#### [What to work on]
Search the records for lines that contain the word "load". Copy them all.

= = =

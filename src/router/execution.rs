// Execution plane - hands a chosen distribution to the swap executor
// This file defines the execution plan, the executor seam, a dry-run executor
// that re-quotes the registry, and execution statistics
//
// Numan Thabit 2025 Nov

use async_trait::async_trait;
use futures::future::join_all;
use std::sync::atomic::{AtomicU64, Ordering};
use std::sync::Arc;
use tracing::{debug, info};

use super::routes::Distribution;
use crate::errors::RouteError;
use crate::flags::Behaviors;
use crate::quant::execution_amounts;
use crate::venues::{AssetPair, SourceId, SourceRegistry};

/// One leg of an execution plan.
#[derive(Debug, Clone, PartialEq, Eq)]
pub struct HopPlan {
    pub pair: AssetPair,
    pub distribution: Distribution,
}

/// A validated swap ready for execution.
#[derive(Debug, Clone, PartialEq, Eq)]
pub struct ExecutionPlan {
    pub amount_in: u128,
    pub min_return: u128,
    pub parts: u32,
    /// Enabled sources; distribution entry `i` maps to `sources[i]`.
    pub sources: Vec<SourceId>,
    pub hops: Vec<HopPlan>,
    pub behaviors: Behaviors,
}

impl ExecutionPlan {
    /// Per-source input amounts for `hop` when it receives `amount`. Sources
    /// with no allocation are left out.
    pub fn leg_amounts(&self, hop: usize, amount: u128) -> Vec<(SourceId, u128)> {
        let Some(plan) = self.hops.get(hop) else {
            return Vec::new();
        };
        execution_amounts(amount, plan.distribution.as_slice(), self.parts)
            .into_iter()
            .zip(self.sources.iter().copied())
            .filter(|(amt, _)| *amt > 0)
            .map(|(amt, id)| (id, amt))
            .collect()
    }
}

/// Performs the actual exchange described by a plan and reports the output.
#[async_trait]
pub trait SwapExecutor: Send + Sync {
    async fn execute(&self, plan: &ExecutionPlan) -> Result<u128, RouteError>;
}

/// Executes by re-quoting every allocated source; moves no assets.
pub struct SimulatedExecutor {
    registry: Arc<SourceRegistry>,
}

impl SimulatedExecutor {
    pub fn new(registry: Arc<SourceRegistry>) -> Self {
        Self { registry }
    }
}

#[async_trait]
impl SwapExecutor for SimulatedExecutor {
    #[tracing::instrument(skip_all, fields(amount_in = %plan.amount_in, hops = plan.hops.len()))]
    async fn execute(&self, plan: &ExecutionPlan) -> Result<u128, RouteError> {
        debug!(behaviors = ?plan.behaviors, "simulating swap");
        let mut amount = plan.amount_in;
        for (i, hop) in plan.hops.iter().enumerate() {
            let legs = plan.leg_amounts(i, amount);
            if legs.is_empty() {
                return Ok(0);
            }
            let quotes = join_all(legs.iter().map(|(id, amt)| async move {
                let source = self.registry.get(*id).ok_or_else(|| {
                    RouteError::Execution(format!("source {id} is not registered"))
                })?;
                source.quote(&hop.pair, *amt).await.map_err(|e| {
                    RouteError::Execution(format!(
                        "{} failed on {}: {e}",
                        source.descriptor().name,
                        hop.pair
                    ))
                })
            }))
            .await;
            let mut out = 0u128;
            for quote in quotes {
                out = out.saturating_add(quote?);
            }
            debug!(hop = i, pair = %hop.pair, amount_in = %amount, amount_out = %out, "leg executed");
            amount = out;
        }
        info!(amount_out = %amount, "simulated swap complete");
        Ok(amount)
    }
}

/// Execution statistics for monitoring
#[derive(Debug, Clone, serde::Serialize)]
#[serde(rename_all = "camelCase")]
pub struct ExecutionStats {
    pub total_executions: u64,
    pub successful_executions: u64,
    pub failed_executions: u64,
    pub slippage_failures: u64,
    pub success_rate: f64,
}

/// Lock-free execution counters shared by concurrent swaps.
#[derive(Debug, Default)]
pub struct ExecutionCounters {
    total: AtomicU64,
    successful: AtomicU64,
    failed: AtomicU64,
    slippage: AtomicU64,
}

impl ExecutionCounters {
    pub fn record(&self, outcome: &Result<u128, RouteError>) {
        self.total.fetch_add(1, Ordering::Relaxed);
        match outcome {
            Ok(_) => {
                self.successful.fetch_add(1, Ordering::Relaxed);
            }
            Err(RouteError::InsufficientReturn { .. }) => {
                self.failed.fetch_add(1, Ordering::Relaxed);
                self.slippage.fetch_add(1, Ordering::Relaxed);
            }
            Err(_) => {
                self.failed.fetch_add(1, Ordering::Relaxed);
            }
        }
    }

    pub fn snapshot(&self) -> ExecutionStats {
        let total = self.total.load(Ordering::Relaxed);
        let successful = self.successful.load(Ordering::Relaxed);
        ExecutionStats {
            total_executions: total,
            successful_executions: successful,
            failed_executions: self.failed.load(Ordering::Relaxed),
            slippage_failures: self.slippage.load(Ordering::Relaxed),
            success_rate: if total > 0 {
                successful as f64 / total as f64
            } else {
                0.0
            },
        }
    }
}

#[cfg(test)]
mod tests {
    use super::*;
    use crate::flags::Toggle;
    use crate::venues::{ConstantProductPool, SourceDescriptor};

    fn plan(dist: Vec<u32>) -> ExecutionPlan {
        ExecutionPlan {
            amount_in: 1_000,
            min_return: 0,
            parts: 3,
            sources: vec![SourceId(0), SourceId(1), SourceId(2)],
            hops: vec![HopPlan {
                pair: AssetPair::new("eth", "dai"),
                distribution: Distribution(dist),
            }],
            behaviors: Behaviors::default(),
        }
    }

    #[test]
    fn leg_amounts_skip_idle_sources() {
        let plan = plan(vec![1, 0, 2]);
        assert_eq!(
            plan.leg_amounts(0, 1_000),
            vec![(SourceId(0), 333), (SourceId(2), 667)]
        );
        assert!(plan.leg_amounts(1, 1_000).is_empty());
    }

    #[tokio::test]
    async fn simulated_executor_requotes_sources() {
        let mut registry = SourceRegistry::new();
        for (i, name) in ["a", "b", "c"].iter().enumerate() {
            let pool = ConstantProductPool::new(
                SourceDescriptor {
                    id: SourceId(i as u16),
                    name: name.to_string(),
                    toggles: vec![Toggle::Uniswap],
                    wrap: false,
                },
                0,
            )
            .with_pool("eth", 1_000_000, "dai", 1_000_000);
            registry.register(Arc::new(pool)).unwrap();
        }
        let executor = SimulatedExecutor::new(Arc::new(registry));
        let out = executor.execute(&plan(vec![1, 0, 2])).await.unwrap();
        // 333*1e6/(1e6+333) + 667*1e6/(1e6+667)
        assert_eq!(out, 332 + 666);
    }

    #[test]
    fn counters_track_slippage() {
        let counters = ExecutionCounters::default();
        counters.record(&Ok(5));
        counters.record(&Err(RouteError::InsufficientReturn {
            min_return: 10,
            actual: 5,
        }));
        counters.record(&Err(RouteError::Execution("boom".into())));
        let stats = counters.snapshot();
        assert_eq!(stats.total_executions, 3);
        assert_eq!(stats.successful_executions, 1);
        assert_eq!(stats.failed_executions, 2);
        assert_eq!(stats.slippage_failures, 1);
    }
}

= = =

#### [Worked solution]
        let total = self.total.load(Ordering::Relaxed);
        let successful = self.successful.load(Ordering::Relaxed);
            failed_executions: self.failed.load(Ordering::Relaxed),
            slippage_failures: self.slippage.load(Ordering::Relaxed),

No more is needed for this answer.